Es cierto, los hospitales albergan gente sin techo durante las noches que se guarecen del frío, la lluvia o el calor excesivo.

Todas cuestiones que tienen solución y que nos dice que el hospital público ofrece muchas más soluciones de las que originalmente se pretendía que ofreciera. Suple otras falencias que se corregirían si se tomaran otras medidas ajenas al hospital.

Mucho valor agregado. Mucho valor social agregado.

Las universidades públicas nacionales (que están detrás los hospitales públicos) están bastante bien posicionadas internacionalmente (hay métricas que contemplan varios items objetivos). No voy a caer en el chauvinismo de decir que son las mejores de latinoamérica o similar. No me interesa. Lo que sí interesa es que son buenas, son gratuitas y no discriminan, y que hay además mucha gente excelente trabajando para que mejore. La producción científica es alta y significativa.

El hospital público argentino que es tan frecuentemente blanco de las críticas y el desprecio de muchos con voz, sigue siendo un referente de la salud, de la contención social, de la construcción del conocimiento y de la investigación científica.

Y nadie te hace prácticas innecesarias para facturar a la obra social.

Siendo éstas realidades del hospital público, ¿sigue pareciendo tan terrible hacerse atender en el hospital público?

¿Es muy osado pretender que los funcionarios, avalen a estas eminentes instituciones sociales, poniendo su salud en manos del hospital público? Sinceramente, no me parece que lo sea. Y de paso que sean testigos de la otra realidad social, esa que no los toca jamás, ni tangencialmente. Porque para su conveniencia también, señores funcionarios, allí nacen los ciudadanos que con sus impuestos pagarán sus dietas y salarios. Allí los ingresan al sistema, los hacen existir para que no escapen de cumplir sus obligaciones ciudadanas. Allí los sanan para que sigan en la rueda del trabajo y del consumo. Allí se reciclan los restos de la sociedad disgregada que ustedes no saben o no quieren arreglar.

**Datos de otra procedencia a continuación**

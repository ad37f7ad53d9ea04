//! Search pattern library.
//!
//! Patterns expand a cue into an ordered, finite tile sequence. Expansion
//! is pure and deterministic: identical inputs always produce the same
//! pointing sequence (tile ids aside), so a plan can be regenerated or
//! replayed in tests.
//!
//! The registry is an explicit object constructed at startup and handed to
//! the planner; tests build their own with whatever patterns they need.

mod az_spiral;
mod horizon_ladder;

pub use az_spiral::AzSpiral;
pub use horizon_ladder::HorizonLadder;

use shared_types::{Cue, Tile};
use std::collections::HashMap;
use std::sync::Arc;

/// Knobs shared by the built-in patterns.
#[derive(Debug, Clone, PartialEq)]
pub struct PatternParams {
    pub step_az_deg: f64,
    /// Span on each side of the cue bearing
    pub span_az_deg: f64,
    /// Elevation bands, low to high; the first band is the horizon
    pub ladder_elevations_deg: Vec<f64>,
    pub dwell_ms: u64,
}

#[derive(Debug, thiserror::Error)]
pub enum PatternError {
    #[error("unknown pattern: {0}")]
    Unknown(String),
    #[error("invalid pattern parameters: {0}")]
    InvalidParams(String),
}

pub trait SearchPattern: Send + Sync {
    fn name(&self) -> &'static str;

    /// Expand a cue into an ordered tile sequence.
    fn expand(&self, cue: &Cue, params: &PatternParams) -> Result<Vec<Tile>, PatternError>;
}

/// Pattern lookup by name. No global state: each planner (and each test)
/// owns the registry it was constructed with.
pub struct PatternRegistry {
    patterns: HashMap<String, Arc<dyn SearchPattern>>,
}

impl PatternRegistry {
    pub fn new() -> Self {
        Self {
            patterns: HashMap::new(),
        }
    }

    /// Registry with the built-in patterns.
    pub fn with_builtins() -> Self {
        let mut registry = Self::new();
        registry.register(Arc::new(HorizonLadder));
        registry.register(Arc::new(AzSpiral));
        registry
    }

    pub fn register(&mut self, pattern: Arc<dyn SearchPattern>) {
        self.patterns.insert(pattern.name().to_string(), pattern);
    }

    pub fn expand(
        &self,
        name: &str,
        cue: &Cue,
        params: &PatternParams,
    ) -> Result<Vec<Tile>, PatternError> {
        let pattern = self
            .patterns
            .get(name)
            .ok_or_else(|| PatternError::Unknown(name.to_string()))?;
        pattern.expand(cue, params)
    }

    pub fn names(&self) -> Vec<&str> {
        self.patterns.keys().map(String::as_str).collect()
    }
}

impl Default for PatternRegistry {
    fn default() -> Self {
        Self::with_builtins()
    }
}

/// Wrap an angle to the canonical [-180, 180] range; -180 normalizes
/// to +180 so the boundary has a single representation.
pub fn wrap_deg_180(deg: f64) -> f64 {
    let wrapped = (deg + 180.0).rem_euclid(360.0) - 180.0;
    if wrapped == -180.0 {
        180.0
    } else {
        wrapped
    }
}

pub(crate) fn validate_params(params: &PatternParams) -> Result<(), PatternError> {
    if !params.step_az_deg.is_finite() || params.step_az_deg <= 0.0 {
        return Err(PatternError::InvalidParams(format!(
            "azimuth step must be positive, got {}",
            params.step_az_deg
        )));
    }
    if !params.span_az_deg.is_finite() || params.span_az_deg < 0.0 {
        return Err(PatternError::InvalidParams(format!(
            "azimuth span must be non-negative, got {}",
            params.span_az_deg
        )));
    }
    if params.dwell_ms == 0 {
        return Err(PatternError::InvalidParams(
            "dwell must be positive".to_string(),
        ));
    }
    if params.ladder_elevations_deg.is_empty() {
        return Err(PatternError::InvalidParams(
            "elevation ladder is empty".to_string(),
        ));
    }
    Ok(())
}
#[cfg(test)]
mod tests {
    use super::*;
    use shared_types::ModalityKind;
    use std::collections::BTreeMap;

    fn cue() -> Cue {
        Cue {
            object_id: "c-1".to_string(),
            bearing_deg: 10.0,
            bearing_error_deg: 5.0,
            modality: ModalityKind::Vision,
            confidence: 80,
            priority: 0,
            received_at: Utc::now(),
            context: serde_json::Value::Null,
        }
    }

    fn budgets(time_ms: u64, tiles: u32) -> BudgetConfig {
        BudgetConfig {
            time_budget_ms: time_ms,
            max_tiles: tiles,
            max_consecutive_timeouts: 1,
        }
    }

    fn decision(confirmed: bool) -> Decision {
        Decision {
            confirmed,
            score: if confirmed { 0.9 } else { 0.2 },
            meta: serde_json::Value::Null,
        }
    }

    fn observation() -> Observation {
        Observation {
            features: BTreeMap::new(),
            artifact: None,
        }
    }

    #[test]
    fn transition_table() {
        use SearchState::*;
        assert!(can_transition(Idle, Planning));
        assert!(can_transition(Planning, ExecutingTile));
        assert!(can_transition(Planning, Failed));
        assert!(can_transition(ExecutingTile, AwaitingAnalysis));
        assert!(can_transition(AwaitingAnalysis, Done));
        assert!(can_transition(AwaitingAnalysis, Replan));
        assert!(can_transition(AwaitingAnalysis, Failed));
        assert!(can_transition(Replan, ExecutingTile));
        assert!(can_transition(Done, Idle));
        assert!(can_transition(Failed, Idle));
        // preemption re-enters planning from any active state
        assert!(can_transition(Planning, Planning));
        assert!(can_transition(ExecutingTile, Planning));
        assert!(can_transition(AwaitingAnalysis, Planning));

        assert!(!can_transition(Idle, ExecutingTile));
        assert!(!can_transition(Done, Planning));
        assert!(!can_transition(Replan, Done));
        assert!(!can_transition(AwaitingAnalysis, ExecutingTile));
    }

    #[test]
    fn next_tile_selection_is_plan_order_and_pure() {
        let plan = vec![
            Tile::new(0.0, 0.0, 150),
            Tile::new(2.0, 0.0, 150),
            Tile::new(4.0, 0.0, 150),
        ];
        assert_eq!(select_next_tile(&plan, 0, &[]), Some(0));
        assert_eq!(select_next_tile(&plan, 0, &[]), Some(0));
        assert_eq!(select_next_tile(&plan, 2, &[]), Some(2));
        assert_eq!(select_next_tile(&plan, 3, &[]), None);
    }

    #[test]
    fn tile_budget_enforced() {
        let mut task = SearchTask::new(cue(), &budgets(60_000, 2));
        task.plan = vec![Tile::new(0.0, 0.0, 10); 5];
        assert_eq!(task.budget_check(Instant::now()), BudgetCheck::Ok);

        for _ in 0..2 {
            let idx = task.next_tile_index().unwrap();
            let tile = task.plan[idx].clone();
            task.begin_dispatch(idx, tile, Vec::new());
            task.transition(SearchState::AwaitingAnalysis);
            task.record_decision(&observation(), decision(false), 5);
            task.transition(SearchState::Replan);
        }
        assert_eq!(task.budget_check(Instant::now()), BudgetCheck::TilesExhausted);
        assert_eq!(task.exhaustion_reason(), FailureReason::NoDetection);
    }

    #[test]
    fn zero_time_budget_exhausts_before_first_dispatch() {
        let task = SearchTask::new(cue(), &budgets(0, 12));
        assert_eq!(task.budget_check(Instant::now()), BudgetCheck::TimeExhausted);
        assert_eq!(task.exhaustion_reason(), FailureReason::ZeroBudget);
    }

    #[test]
    fn zero_tile_budget_exhausts_before_first_dispatch() {
        let task = SearchTask::new(cue(), &budgets(4000, 0));
        assert_eq!(task.budget_check(Instant::now()), BudgetCheck::TilesExhausted);
        assert_eq!(task.exhaustion_reason(), FailureReason::ZeroBudget);
    }

    #[test]
    fn timeout_counts_but_does_not_execute() {
        let mut task = SearchTask::new(cue(), &budgets(4000, 12));
        task.plan = vec![Tile::new(0.0, 0.0, 10); 3];

        let idx = task.next_tile_index().unwrap();
        let tile = task.plan[idx].clone();
        task.begin_dispatch(idx, tile, Vec::new());
        task.transition(SearchState::AwaitingAnalysis);
        task.record_timeout(800);

        assert_eq!(task.executed_tiles, 0);
        assert_eq!(task.timeouts, 1);
        assert_eq!(task.consecutive_timeouts, 1);
        assert_eq!(task.executed.len(), 1);
        assert_eq!(task.executed[0].outcome, DwellOutcome::TimedOut);
        // the tile was consumed: cursor moved on
        assert_eq!(task.next_tile_index(), Some(1));
    }

    #[test]
    fn decision_resets_consecutive_timeouts() {
        let mut task = SearchTask::new(cue(), &budgets(4000, 12));
        task.plan = vec![Tile::new(0.0, 0.0, 10); 3];

        let idx = task.next_tile_index().unwrap();
        let tile = task.plan[idx].clone();
        task.begin_dispatch(idx, tile, Vec::new());
        task.transition(SearchState::AwaitingAnalysis);
        task.record_timeout(800);
        assert_eq!(task.consecutive_timeouts, 1);

        task.transition(SearchState::Replan);
        let idx = task.next_tile_index().unwrap();
        let tile = task.plan[idx].clone();
        task.begin_dispatch(idx, tile, Vec::new());
        task.transition(SearchState::AwaitingAnalysis);
        task.record_decision(&observation(), decision(false), 5);
        assert_eq!(task.consecutive_timeouts, 0);
        assert_eq!(task.executed_tiles, 1);
    }

    #[test]
    fn misses_feed_the_belief_map() {
        let mut task = SearchTask::new(cue(), &budgets(4000, 12));
        task.plan = vec![Tile::new(12.0, 0.0, 10)];
        let idx = task.next_tile_index().unwrap();
        let tile = task.plan[idx].clone();
        task.begin_dispatch(idx, tile, Vec::new());
        task.transition(SearchState::AwaitingAnalysis);
        task.record_decision(&observation(), decision(false), 5);
        assert!(task.belief.mass_at(12.0) < 1.0);
    }

    #[test]
    fn sighting_publish_claimed_once() {
        let mut task = SearchTask::new(cue(), &budgets(4000, 12));
        assert!(task.claim_sighting_publish());
        assert!(!task.claim_sighting_publish());
        assert!(!task.claim_sighting_publish());
    }

    #[test]
    fn results_carry_the_executed_log() {
        let mut task = SearchTask::new(cue(), &budgets(4000, 12));
        task.plan = vec![Tile::new(0.0, 0.0, 10); 2];
        for confirmed in [false, true] {
            let idx = task.next_tile_index().unwrap();
            let tile = task.plan[idx].clone();
            task.begin_dispatch(idx, tile, Vec::new());
            task.transition(SearchState::AwaitingAnalysis);
            task.record_decision(&observation(), decision(confirmed), 5);
            if !confirmed {
                task.transition(SearchState::Replan);
            }
        }
        let winning = task.executed.last().cloned().unwrap();
        let result = task.success_result(winning);
        assert!(result.found);
        assert_eq!(result.executed.len(), 2);
        assert!(result.time_to_first_true_ms.is_some());
        assert!(result.winning_decision.as_ref().unwrap().confirmed);

        let failure = task.failure_result(FailureReason::NoDetection);
        assert!(!failure.found);
        assert_eq!(failure.failure, Some(FailureReason::NoDetection));
    }
}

Pero volviendo al hombre, su salud y su bienestar que es lo que a mí me importa, ¿y si trabajamos para que sean aún más excelentes? Es uno de los mejores activos que tenemos en nuestro patrimonio social. Deberíamos mimarlos y no vituperarlos. Aprovisionarlos de conocimiento, de proyectos, de ideas, de tecnología, de bienestar. 

Allí se combatieron las peores epidemias, desde allí nos salvamos todos de las grandes amenazas de nuestra salud.

Es una de las mejores inversiones de las que podemos enorgullecernos los que pagamos nuestros impuestos.

Más respeto y menos desprecio, por favor, que más de un sanatorio de prestigio debería sacarse el sombrero ante ellos.

Buenos días.

DELIMITACIÓN DE RESPONSABILIDAD: Todas las afirmaciones de este blog son libres interpretaciones mías, sujetas a posibles, abruptos y arbitrarios cambios de opinión sin aviso previo.